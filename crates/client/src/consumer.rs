//! Stream consumption with reconnect and resume.
//!
//! A [`StreamConsumer`] pulls sequenced events from an [`EventSource`] and
//! folds them into a [`ClientAnalysisState`]. When the stream drops before a
//! terminal event, the consumer resubscribes from `last_seq + 1` with
//! exponential backoff; overlap delivered by the source is absorbed by the
//! fold's idempotency. Exhausted attempts synthesize a local terminal error
//! so downstream consumers always observe an ending.

use async_trait::async_trait;
use fx_protocol::{AnalysisEvent, ErrorCategory, SequencedEvent};
use std::time::Duration;
use thiserror::Error;
use tokio::sync::mpsc;
use tracing::{debug, warn};

use crate::state::{ClientAnalysisState, ConnectionStatus};

/// Errors surfaced by stream consumption.
#[derive(Error, Debug)]
pub enum ConsumerError {
    /// The source refused a subscription.
    #[error("Subscription failed: {0}")]
    Subscribe(String),

    /// Every reconnect attempt failed or ended without a terminal event.
    #[error("Stream lost after {attempts} reconnect attempts")]
    StreamLost { attempts: u32 },
}

/// A subscribable source of sequenced events.
///
/// `from_seq` lets a resuming consumer skip events it has already folded;
/// a source without replay support may ignore it and deliver overlap, which
/// the client fold absorbs.
#[async_trait]
pub trait EventSource: Send {
    async fn subscribe(
        &mut self,
        from_seq: u64,
    ) -> Result<mpsc::Receiver<SequencedEvent>, ConsumerError>;
}

/// One-shot source wrapping a live run's channel. No replay: the channel can
/// be subscribed exactly once, so a dropped stream cannot be resumed.
pub struct ChannelEventSource {
    rx: Option<mpsc::Receiver<SequencedEvent>>,
}

impl ChannelEventSource {
    pub fn new(rx: mpsc::Receiver<SequencedEvent>) -> Self {
        Self { rx: Some(rx) }
    }
}

#[async_trait]
impl EventSource for ChannelEventSource {
    async fn subscribe(
        &mut self,
        _from_seq: u64,
    ) -> Result<mpsc::Receiver<SequencedEvent>, ConsumerError> {
        self.rx
            .take()
            .ok_or_else(|| ConsumerError::Subscribe("channel already consumed".to_string()))
    }
}

/// Exponential backoff schedule for resubscription.
#[derive(Debug, Clone)]
pub struct ReconnectPolicy {
    pub max_attempts: u32,
    pub base_delay: Duration,
    pub max_delay: Duration,
}

impl Default for ReconnectPolicy {
    fn default() -> Self {
        Self {
            max_attempts: 5,
            base_delay: Duration::from_millis(500),
            max_delay: Duration::from_secs(30),
        }
    }
}

impl ReconnectPolicy {
    /// No reconnection at all; the first drop is final.
    pub fn none() -> Self {
        Self {
            max_attempts: 0,
            ..Self::default()
        }
    }

    /// Delay before the given attempt (1-based), doubling up to the cap.
    pub fn delay(&self, attempt: u32) -> Duration {
        let factor = 2u32.saturating_pow(attempt.saturating_sub(1));
        self.base_delay
            .saturating_mul(factor)
            .min(self.max_delay)
    }
}

/// Folds one run's event stream into a client replica, reconnecting on drops.
pub struct StreamConsumer<S: EventSource> {
    source: S,
    policy: ReconnectPolicy,
    state: ClientAnalysisState,
    observer: Option<Box<dyn FnMut(&SequencedEvent, &ClientAnalysisState) + Send>>,
}

impl<S: EventSource> StreamConsumer<S> {
    pub fn new(source: S, policy: ReconnectPolicy) -> Self {
        Self {
            source,
            policy,
            state: ClientAnalysisState::new(),
            observer: None,
        }
    }

    /// Invoke `observer` after each newly applied event.
    pub fn with_observer(
        mut self,
        observer: impl FnMut(&SequencedEvent, &ClientAnalysisState) + Send + 'static,
    ) -> Self {
        self.observer = Some(Box::new(observer));
        self
    }

    pub fn state(&self) -> &ClientAnalysisState {
        &self.state
    }

    /// Consume until a terminal event or until reconnects are exhausted.
    ///
    /// Always returns a replica in a terminal or lost state: on exhaustion a
    /// local `error` event with the stream category is folded in before the
    /// error is returned alongside the replica.
    pub async fn run(mut self) -> Result<ClientAnalysisState, (ClientAnalysisState, ConsumerError)> {
        let mut attempt: u32 = 0;
        loop {
            let mut rx = match self.source.subscribe(self.state.next_resume_seq()).await {
                Ok(rx) => {
                    self.state.connection = ConnectionStatus::Connected;
                    attempt = 0;
                    rx
                }
                Err(err) => {
                    warn!(error = %err, attempt, "subscription failed");
                    match self.next_attempt(attempt).await {
                        Some(next) => {
                            attempt = next;
                            continue;
                        }
                        None => return Err(self.lost(attempt)),
                    }
                }
            };

            while let Some(event) = rx.recv().await {
                let terminal = event.is_terminal();
                if self.state.apply(&event) {
                    if let Some(observer) = self.observer.as_mut() {
                        observer(&event, &self.state);
                    }
                } else {
                    debug!(seq = event.seq, "skipped replayed event");
                }
                if terminal {
                    return Ok(self.state);
                }
            }

            // Stream closed without a terminal event.
            warn!(resume_from = self.state.next_resume_seq(), "stream dropped");
            match self.next_attempt(attempt).await {
                Some(next) => attempt = next,
                None => return Err(self.lost(attempt)),
            }
        }
    }

    /// Advance the attempt counter and sleep out the backoff, or signal
    /// exhaustion with `None`.
    async fn next_attempt(&mut self, attempt: u32) -> Option<u32> {
        let next = attempt + 1;
        if next > self.policy.max_attempts {
            return None;
        }
        self.state.connection = ConnectionStatus::Reconnecting { attempt: next };
        tokio::time::sleep(self.policy.delay(next)).await;
        Some(next)
    }

    fn lost(mut self, attempts: u32) -> (ClientAnalysisState, ConsumerError) {
        self.state.connection = ConnectionStatus::Lost;
        let local_error = SequencedEvent {
            seq: self.state.next_resume_seq(),
            event: AnalysisEvent::Error {
                error: format!("event stream lost after {attempts} reconnect attempts"),
                category: ErrorCategory::Stream,
                timestamp: chrono::Utc::now(),
            },
        };
        self.state.apply(&local_error);
        (self.state, ConsumerError::StreamLost { attempts })
    }
}

#[cfg(test)]
mod tests {
    use super::*;
    use chrono::Utc;
    use fx_protocol::{RunStage, RunState};

    fn start_event(seq: u64) -> SequencedEvent {
        SequencedEvent {
            seq,
            event: AnalysisEvent::Start {
                query: "EUR/USD".to_string(),
                timestamp: Utc::now(),
            },
        }
    }

    fn progress_event(seq: u64, agent: &str, progress: u8) -> SequencedEvent {
        SequencedEvent {
            seq,
            event: AnalysisEvent::AgentProgress {
                agent: agent.to_string(),
                step: None,
                message: format!("{agent} at {progress}"),
                progress,
                snapshot: None,
                started_at: None,
                completed_at: None,
            },
        }
    }

    fn complete_event(seq: u64) -> SequencedEvent {
        let mut snapshot = RunState::new("EUR/USD");
        snapshot.stage = RunStage::Done;
        SequencedEvent {
            seq,
            event: AnalysisEvent::Complete {
                result: Box::new(snapshot),
            },
        }
    }

    /// Scripted source: each subscribe call serves the next segment,
    /// replaying from `from_seq` (with deliberate overlap if the segment
    /// starts earlier).
    struct ScriptedSource {
        segments: Vec<Vec<SequencedEvent>>,
        subscribe_seqs: std::sync::Arc<std::sync::Mutex<Vec<u64>>>,
    }

    impl ScriptedSource {
        fn new(segments: Vec<Vec<SequencedEvent>>) -> Self {
            Self {
                segments,
                subscribe_seqs: std::sync::Arc::default(),
            }
        }

        fn subscribe_log(&self) -> std::sync::Arc<std::sync::Mutex<Vec<u64>>> {
            std::sync::Arc::clone(&self.subscribe_seqs)
        }
    }

    #[async_trait]
    impl EventSource for ScriptedSource {
        async fn subscribe(
            &mut self,
            from_seq: u64,
        ) -> Result<mpsc::Receiver<SequencedEvent>, ConsumerError> {
            if let Ok(mut log) = self.subscribe_seqs.lock() {
                log.push(from_seq);
            }
            if self.segments.is_empty() {
                return Err(ConsumerError::Subscribe("no more segments".to_string()));
            }
            let segment = self.segments.remove(0);
            let (tx, rx) = mpsc::channel(segment.len().max(1));
            tokio::spawn(async move {
                for event in segment {
                    if tx.send(event).await.is_err() {
                        break;
                    }
                }
            });
            Ok(rx)
        }
    }

    fn fast_policy(max_attempts: u32) -> ReconnectPolicy {
        ReconnectPolicy {
            max_attempts,
            base_delay: Duration::from_millis(1),
            max_delay: Duration::from_millis(4),
        }
    }

    #[test]
    fn test_backoff_doubles_up_to_cap() {
        let policy = ReconnectPolicy {
            max_attempts: 5,
            base_delay: Duration::from_millis(500),
            max_delay: Duration::from_secs(3),
        };
        assert_eq!(policy.delay(1), Duration::from_millis(500));
        assert_eq!(policy.delay(2), Duration::from_secs(1));
        assert_eq!(policy.delay(3), Duration::from_secs(2));
        assert_eq!(policy.delay(4), Duration::from_secs(3));
        assert_eq!(policy.delay(5), Duration::from_secs(3));
    }

    #[tokio::test]
    async fn test_channel_source_consumes_to_terminal() {
        let (tx, rx) = mpsc::channel(8);
        tokio::spawn(async move {
            let _ = tx.send(start_event(0)).await;
            let _ = tx.send(progress_event(1, "news", 40)).await;
            let _ = tx.send(complete_event(2)).await;
        });

        let consumer = StreamConsumer::new(
            ChannelEventSource::new(rx),
            ReconnectPolicy::none(),
        );
        let state = consumer.run().await.expect("terminal reached");

        assert_eq!(state.stage, RunStage::Done);
        assert_eq!(state.connection, ConnectionStatus::Connected);
        assert_eq!(state.last_seq, Some(2));
    }

    #[tokio::test]
    async fn test_resume_with_overlap_after_drop() {
        // First segment drops mid-run; second segment replays one event and
        // then finishes. The fold must skip the overlap exactly.
        let source = ScriptedSource::new(vec![
            vec![start_event(0), progress_event(1, "news", 40)],
            vec![progress_event(1, "news", 40), progress_event(2, "news", 80), complete_event(3)],
        ]);

        let consumer = StreamConsumer::new(source, fast_policy(3));
        let state = consumer.run().await.expect("terminal reached");

        assert_eq!(state.stage, RunStage::Done);
        assert_eq!(state.last_seq, Some(3));
    }

    #[tokio::test]
    async fn test_resume_requests_next_sequence() {
        let source = ScriptedSource::new(vec![
            vec![start_event(0), progress_event(1, "news", 40)],
            vec![progress_event(2, "news", 80), complete_event(3)],
        ]);
        let log = source.subscribe_log();

        let consumer = StreamConsumer::new(source, fast_policy(3));
        let state = consumer.run().await.expect("terminal reached");

        assert_eq!(state.last_seq, Some(3));
        let seqs = log.lock().expect("log").clone();
        assert_eq!(seqs, vec![0, 2], "resume must ask for last_seq + 1");
    }

    #[tokio::test]
    async fn test_exhausted_reconnects_synthesize_stream_error() {
        let source = ScriptedSource::new(vec![vec![start_event(0)]]);

        let consumer = StreamConsumer::new(source, fast_policy(2));
        let (state, err) = consumer.run().await.expect_err("stream is lost");

        assert!(matches!(err, ConsumerError::StreamLost { attempts: 2 }));
        assert_eq!(state.connection, ConnectionStatus::Lost);
        assert_eq!(state.stage, RunStage::Failed);
        let (message, category) = state.error.expect("synthesized error");
        assert_eq!(category, ErrorCategory::Stream);
        assert!(message.contains("reconnect"));
    }

    #[tokio::test]
    async fn test_observer_sees_each_applied_event() {
        let (tx, rx) = mpsc::channel(8);
        tokio::spawn(async move {
            let _ = tx.send(start_event(0)).await;
            let _ = tx.send(complete_event(1)).await;
        });

        let (count_tx, mut count_rx) = mpsc::unbounded_channel();
        let consumer = StreamConsumer::new(
            ChannelEventSource::new(rx),
            ReconnectPolicy::none(),
        )
        .with_observer(move |event, _state| {
            let _ = count_tx.send(event.seq);
        });

        consumer.run().await.expect("terminal reached");

        let mut seen = Vec::new();
        while let Ok(seq) = count_rx.try_recv() {
            seen.push(seq);
        }
        assert_eq!(seen, vec![0, 1]);
    }
}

• • • •

# EXERCISE GOAL:
The answer must be every line of the data that contains the word "ChannelEventSource".

# WRITTEN SOLUTION:
pub struct ChannelEventSource {
impl ChannelEventSource {
impl EventSource for ChannelEventSource {
            ChannelEventSource::new(rx),
            ChannelEventSource::new(rx),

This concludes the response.